**Description of the task**:
Up to and including the line with "routes on the", restate the records below word for word, beginning with their first line.

*** Data listing Section Begins ***

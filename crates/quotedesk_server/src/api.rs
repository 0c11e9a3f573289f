//! HTTP routes for the messaging webhook.

use crate::{WebhookConfig, WebhookEvent, extract_lead};
use axum::{
    Json, Router,
    body::Bytes,
    extract::{DefaultBodyLimit, Query, State},
    http::{StatusCode, header},
    response::{IntoResponse, Response},
    routing::get,
};
use quotedesk_error::QuotedeskResult;
use quotedesk_interface::IntentExtractor;
use serde_json::json;
use std::{collections::HashMap, sync::Arc};
use tracing::{debug, info, instrument, warn};

/// Shared, read-only listener state.
#[derive(Clone)]
pub struct WebhookState {
    /// Token the handshake must present
    pub verify_token: Arc<str>,
    /// Extractor used for lead details
    pub extractor: Arc<dyn IntentExtractor>,
}

impl WebhookState {
    /// Creates listener state.
    pub fn new(verify_token: impl Into<Arc<str>>, extractor: Arc<dyn IntentExtractor>) -> Self {
        Self {
            verify_token: verify_token.into(),
            extractor,
        }
    }
}

/// Creates the webhook router: the handshake and event routes on the
/// configured path, plus `/health`. Event bodies are not size limited;
/// every delivery is acknowledged.
///
/// # Errors
///
/// Fails when the configured path is not a mountable route.
pub fn create_router(
    config: &WebhookConfig,
    extractor: Arc<dyn IntentExtractor>,
) -> QuotedeskResult<Router> {
    config.validate()?;
    let state = WebhookState::new(config.verify_token().as_str(), extractor);

    Ok(Router::new()
        .route("/health", get(health_check))
        .route(config.path(), get(verify).post(receive))
        .layer(DefaultBodyLimit::disable())
        .with_state(state))
}

/// Health check endpoint.
#[instrument(skip_all)]
async fn health_check() -> impl IntoResponse {
    (StatusCode::OK, Json(json!({ "status": "healthy" })))
}

/// Subscription handshake: echo the challenge when mode and token check out.
#[instrument(skip_all)]
async fn verify(
    State(state): State<WebhookState>,
    Query(params): Query<HashMap<String, String>>,
) -> Response {
    let mode = params.get("hub.mode").map(String::as_str);
    let token = params.get("hub.verify_token").map(String::as_str);

    match (mode, token, params.get("hub.challenge")) {
        (Some("subscribe"), Some(token), Some(challenge)) if token == &*state.verify_token => {
            info!("Webhook verified");
            (
                StatusCode::OK,
                [(header::CONTENT_TYPE, "text/plain")],
                challenge.clone(),
            )
                .into_response()
        }
        _ => {
            warn!(mode = ?mode, "Webhook verification rejected");
            StatusCode::FORBIDDEN.into_response()
        }
    }
}

/// Event delivery: extract lead details from each text message and log them.
///
/// Always acknowledges with 200 so the platform does not redeliver.
#[instrument(skip_all, fields(bytes = body.len()))]
async fn receive(State(state): State<WebhookState>, body: Bytes) -> impl IntoResponse {
    match serde_json::from_slice::<WebhookEvent>(&body) {
        Ok(event) => {
            let messages = event.text_messages();
            debug!(object = ?event.object, messages = messages.len(), "Event received");
            for message in messages {
                match extract_lead(state.extractor.as_ref(), &message.body).await {
                    Ok(lead) => info!(from = %message.from, ?lead, "Lead details extracted"),
                    Err(e) => warn!(from = %message.from, error = %e, "Lead extraction failed"),
                }
            }
        }
        Err(e) => warn!(error = %e, "Ignoring undecodable event"),
    }

    (StatusCode::OK, Json(json!({ "status": "event_received" })))
}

*** Data listing Section Ends ***

**Result of the task**:
filename crates/quotedesk_server/src/api.rs
repository 0c11e9a3f573289f
//! HTTP routes for the messaging webhook.

use crate::{WebhookConfig, WebhookEvent, extract_lead};
use axum::{
    Json, Router,
    body::Bytes,
    extract::{DefaultBodyLimit, Query, State},
    http::{StatusCode, header},
    response::{IntoResponse, Response},
    routing::get,
};
use quotedesk_error::QuotedeskResult;
use quotedesk_interface::IntentExtractor;
use serde_json::json;
use std::{collections::HashMap, sync::Arc};
use tracing::{debug, info, instrument, warn};

/// Shared, read-only listener state.
#[derive(Clone)]
pub struct WebhookState {
    /// Token the handshake must present
    pub verify_token: Arc<str>,
    /// Extractor used for lead details
    pub extractor: Arc<dyn IntentExtractor>,
}

impl WebhookState {
    /// Creates listener state.
    pub fn new(verify_token: impl Into<Arc<str>>, extractor: Arc<dyn IntentExtractor>) -> Self {
        Self {
            verify_token: verify_token.into(),
            extractor,
        }
    }
}

/// Creates the webhook router: the handshake and event routes on the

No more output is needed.